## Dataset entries
:::

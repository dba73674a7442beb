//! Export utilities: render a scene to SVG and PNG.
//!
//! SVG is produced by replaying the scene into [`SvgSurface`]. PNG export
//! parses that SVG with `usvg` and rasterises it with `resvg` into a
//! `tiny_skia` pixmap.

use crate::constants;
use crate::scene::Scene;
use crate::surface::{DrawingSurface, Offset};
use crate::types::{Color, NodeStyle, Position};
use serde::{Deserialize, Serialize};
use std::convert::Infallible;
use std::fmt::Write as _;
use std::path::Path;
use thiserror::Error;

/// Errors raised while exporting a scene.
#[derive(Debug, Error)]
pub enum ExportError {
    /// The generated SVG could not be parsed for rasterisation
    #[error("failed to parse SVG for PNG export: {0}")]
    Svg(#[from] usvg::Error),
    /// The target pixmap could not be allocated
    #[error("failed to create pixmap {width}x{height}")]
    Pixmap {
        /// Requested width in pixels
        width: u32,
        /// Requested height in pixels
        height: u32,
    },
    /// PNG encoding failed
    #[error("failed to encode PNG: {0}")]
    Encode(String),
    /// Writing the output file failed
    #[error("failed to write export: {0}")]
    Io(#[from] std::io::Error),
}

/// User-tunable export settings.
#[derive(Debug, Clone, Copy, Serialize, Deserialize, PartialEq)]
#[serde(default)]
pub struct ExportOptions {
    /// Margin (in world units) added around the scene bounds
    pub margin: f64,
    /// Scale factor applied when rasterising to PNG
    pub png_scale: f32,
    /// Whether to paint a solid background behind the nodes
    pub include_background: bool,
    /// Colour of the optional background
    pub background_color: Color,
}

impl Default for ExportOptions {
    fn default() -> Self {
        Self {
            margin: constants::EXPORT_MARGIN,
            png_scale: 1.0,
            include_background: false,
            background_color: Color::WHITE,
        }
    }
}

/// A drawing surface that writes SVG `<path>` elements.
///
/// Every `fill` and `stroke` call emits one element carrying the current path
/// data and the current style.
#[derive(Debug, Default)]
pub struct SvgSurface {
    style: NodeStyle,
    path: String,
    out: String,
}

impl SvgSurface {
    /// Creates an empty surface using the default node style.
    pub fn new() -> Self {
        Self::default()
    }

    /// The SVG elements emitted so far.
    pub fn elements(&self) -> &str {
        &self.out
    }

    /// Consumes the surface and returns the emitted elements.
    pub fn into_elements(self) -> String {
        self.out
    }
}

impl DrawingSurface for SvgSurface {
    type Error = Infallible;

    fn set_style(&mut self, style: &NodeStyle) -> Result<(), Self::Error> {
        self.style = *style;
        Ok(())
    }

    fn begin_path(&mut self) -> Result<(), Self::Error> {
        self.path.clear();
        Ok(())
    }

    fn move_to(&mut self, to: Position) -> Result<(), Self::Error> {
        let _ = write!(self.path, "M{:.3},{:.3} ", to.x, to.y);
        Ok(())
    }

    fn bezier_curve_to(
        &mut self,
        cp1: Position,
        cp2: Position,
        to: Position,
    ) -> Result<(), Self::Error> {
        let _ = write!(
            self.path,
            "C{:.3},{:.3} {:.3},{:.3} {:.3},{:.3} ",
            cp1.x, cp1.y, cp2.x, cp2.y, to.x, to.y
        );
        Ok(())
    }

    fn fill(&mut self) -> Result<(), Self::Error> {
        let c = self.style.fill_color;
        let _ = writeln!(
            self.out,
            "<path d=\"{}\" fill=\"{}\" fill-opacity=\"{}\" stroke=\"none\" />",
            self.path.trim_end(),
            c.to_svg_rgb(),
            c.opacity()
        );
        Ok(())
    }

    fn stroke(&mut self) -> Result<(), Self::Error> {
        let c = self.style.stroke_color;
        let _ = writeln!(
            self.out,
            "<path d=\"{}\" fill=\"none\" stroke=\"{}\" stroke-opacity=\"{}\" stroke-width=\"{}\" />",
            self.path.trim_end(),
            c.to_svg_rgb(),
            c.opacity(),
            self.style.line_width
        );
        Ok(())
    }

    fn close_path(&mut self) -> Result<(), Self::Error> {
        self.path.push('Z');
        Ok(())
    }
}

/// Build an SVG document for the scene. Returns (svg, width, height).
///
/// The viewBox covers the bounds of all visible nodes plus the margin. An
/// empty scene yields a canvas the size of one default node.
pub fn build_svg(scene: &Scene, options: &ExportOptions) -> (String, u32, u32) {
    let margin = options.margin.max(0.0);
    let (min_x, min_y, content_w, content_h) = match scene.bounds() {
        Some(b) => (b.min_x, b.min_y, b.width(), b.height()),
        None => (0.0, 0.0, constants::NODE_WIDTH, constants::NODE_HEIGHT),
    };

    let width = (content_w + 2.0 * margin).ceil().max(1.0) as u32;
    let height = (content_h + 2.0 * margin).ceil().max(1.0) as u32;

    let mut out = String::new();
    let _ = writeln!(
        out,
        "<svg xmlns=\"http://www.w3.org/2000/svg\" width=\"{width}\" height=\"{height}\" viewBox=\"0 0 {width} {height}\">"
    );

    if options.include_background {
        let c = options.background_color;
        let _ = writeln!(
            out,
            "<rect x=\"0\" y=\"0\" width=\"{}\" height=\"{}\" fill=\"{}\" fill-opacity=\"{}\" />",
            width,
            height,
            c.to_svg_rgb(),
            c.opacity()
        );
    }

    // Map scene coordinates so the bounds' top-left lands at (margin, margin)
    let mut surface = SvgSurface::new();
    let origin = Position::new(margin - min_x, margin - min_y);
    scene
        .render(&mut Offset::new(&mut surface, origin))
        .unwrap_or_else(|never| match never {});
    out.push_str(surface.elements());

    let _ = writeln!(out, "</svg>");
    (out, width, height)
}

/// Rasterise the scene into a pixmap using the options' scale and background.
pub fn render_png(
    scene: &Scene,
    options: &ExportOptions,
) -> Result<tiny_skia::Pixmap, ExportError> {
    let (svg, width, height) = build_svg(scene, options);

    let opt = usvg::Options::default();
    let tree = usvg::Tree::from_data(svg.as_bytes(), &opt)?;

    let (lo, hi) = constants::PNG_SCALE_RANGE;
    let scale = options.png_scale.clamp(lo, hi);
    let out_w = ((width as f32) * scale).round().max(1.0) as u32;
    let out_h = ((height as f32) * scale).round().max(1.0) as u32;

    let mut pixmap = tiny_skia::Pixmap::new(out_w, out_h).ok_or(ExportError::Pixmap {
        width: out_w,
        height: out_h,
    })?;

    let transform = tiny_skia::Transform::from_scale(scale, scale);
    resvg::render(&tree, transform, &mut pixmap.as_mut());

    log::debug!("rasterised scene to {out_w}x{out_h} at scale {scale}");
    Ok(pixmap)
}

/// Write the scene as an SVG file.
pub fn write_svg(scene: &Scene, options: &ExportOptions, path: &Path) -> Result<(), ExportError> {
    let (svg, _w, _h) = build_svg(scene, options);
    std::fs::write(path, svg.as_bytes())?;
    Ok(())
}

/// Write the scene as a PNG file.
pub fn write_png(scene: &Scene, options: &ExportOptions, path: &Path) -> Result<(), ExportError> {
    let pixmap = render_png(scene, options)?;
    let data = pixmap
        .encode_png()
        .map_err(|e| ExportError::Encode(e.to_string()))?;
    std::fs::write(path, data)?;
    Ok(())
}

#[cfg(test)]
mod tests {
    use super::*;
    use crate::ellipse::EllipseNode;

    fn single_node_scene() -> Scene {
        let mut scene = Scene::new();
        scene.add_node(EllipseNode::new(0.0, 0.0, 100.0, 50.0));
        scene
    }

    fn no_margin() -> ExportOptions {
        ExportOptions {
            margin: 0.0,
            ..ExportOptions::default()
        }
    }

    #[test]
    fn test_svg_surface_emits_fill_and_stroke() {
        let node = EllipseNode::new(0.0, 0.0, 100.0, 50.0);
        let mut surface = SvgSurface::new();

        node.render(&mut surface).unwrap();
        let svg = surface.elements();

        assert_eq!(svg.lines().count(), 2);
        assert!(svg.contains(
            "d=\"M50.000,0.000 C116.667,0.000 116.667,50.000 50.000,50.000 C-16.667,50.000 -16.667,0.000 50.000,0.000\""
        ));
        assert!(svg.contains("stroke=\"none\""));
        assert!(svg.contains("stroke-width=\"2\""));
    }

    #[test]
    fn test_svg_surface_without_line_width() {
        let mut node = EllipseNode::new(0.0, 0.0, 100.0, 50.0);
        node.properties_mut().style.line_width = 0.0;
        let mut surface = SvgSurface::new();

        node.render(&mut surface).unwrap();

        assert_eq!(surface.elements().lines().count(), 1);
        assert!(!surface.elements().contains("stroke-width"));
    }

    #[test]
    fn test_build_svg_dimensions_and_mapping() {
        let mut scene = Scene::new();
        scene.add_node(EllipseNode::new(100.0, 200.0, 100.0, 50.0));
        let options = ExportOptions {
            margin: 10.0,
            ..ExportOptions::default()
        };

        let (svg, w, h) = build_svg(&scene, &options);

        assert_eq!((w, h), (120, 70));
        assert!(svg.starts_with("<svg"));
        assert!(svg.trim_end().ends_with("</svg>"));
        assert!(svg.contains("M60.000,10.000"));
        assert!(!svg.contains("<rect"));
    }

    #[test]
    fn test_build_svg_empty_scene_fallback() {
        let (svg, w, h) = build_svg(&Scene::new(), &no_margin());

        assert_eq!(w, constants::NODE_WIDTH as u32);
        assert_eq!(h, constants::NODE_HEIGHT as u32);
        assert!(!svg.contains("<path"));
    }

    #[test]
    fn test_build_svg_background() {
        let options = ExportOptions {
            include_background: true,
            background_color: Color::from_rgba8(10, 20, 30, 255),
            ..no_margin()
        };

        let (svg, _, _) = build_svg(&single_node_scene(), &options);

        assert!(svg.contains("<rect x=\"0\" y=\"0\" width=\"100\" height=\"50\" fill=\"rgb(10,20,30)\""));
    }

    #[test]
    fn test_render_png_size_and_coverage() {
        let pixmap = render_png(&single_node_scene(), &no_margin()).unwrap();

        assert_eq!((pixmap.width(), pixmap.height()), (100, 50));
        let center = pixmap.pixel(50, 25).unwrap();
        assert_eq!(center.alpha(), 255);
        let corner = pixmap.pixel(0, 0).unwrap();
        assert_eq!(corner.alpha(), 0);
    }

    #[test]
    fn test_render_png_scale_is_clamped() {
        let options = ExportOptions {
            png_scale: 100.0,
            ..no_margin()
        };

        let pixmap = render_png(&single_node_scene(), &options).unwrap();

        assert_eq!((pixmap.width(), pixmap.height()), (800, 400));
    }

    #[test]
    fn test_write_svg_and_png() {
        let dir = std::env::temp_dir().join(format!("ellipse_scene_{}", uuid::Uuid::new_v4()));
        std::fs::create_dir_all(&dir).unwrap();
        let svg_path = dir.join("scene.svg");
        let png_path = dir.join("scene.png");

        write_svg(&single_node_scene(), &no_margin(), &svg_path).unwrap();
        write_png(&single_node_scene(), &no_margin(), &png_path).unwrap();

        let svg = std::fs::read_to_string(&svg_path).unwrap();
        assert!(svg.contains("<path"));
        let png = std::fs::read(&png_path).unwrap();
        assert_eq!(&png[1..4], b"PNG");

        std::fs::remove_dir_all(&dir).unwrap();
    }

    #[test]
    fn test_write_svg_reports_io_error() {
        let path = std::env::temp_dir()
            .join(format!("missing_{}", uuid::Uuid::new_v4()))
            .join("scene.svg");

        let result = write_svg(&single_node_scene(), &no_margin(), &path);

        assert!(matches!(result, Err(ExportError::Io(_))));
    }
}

:::

## Try it
Give the number of lines in the entries that contain the word "center", without any other words.

## Your response
2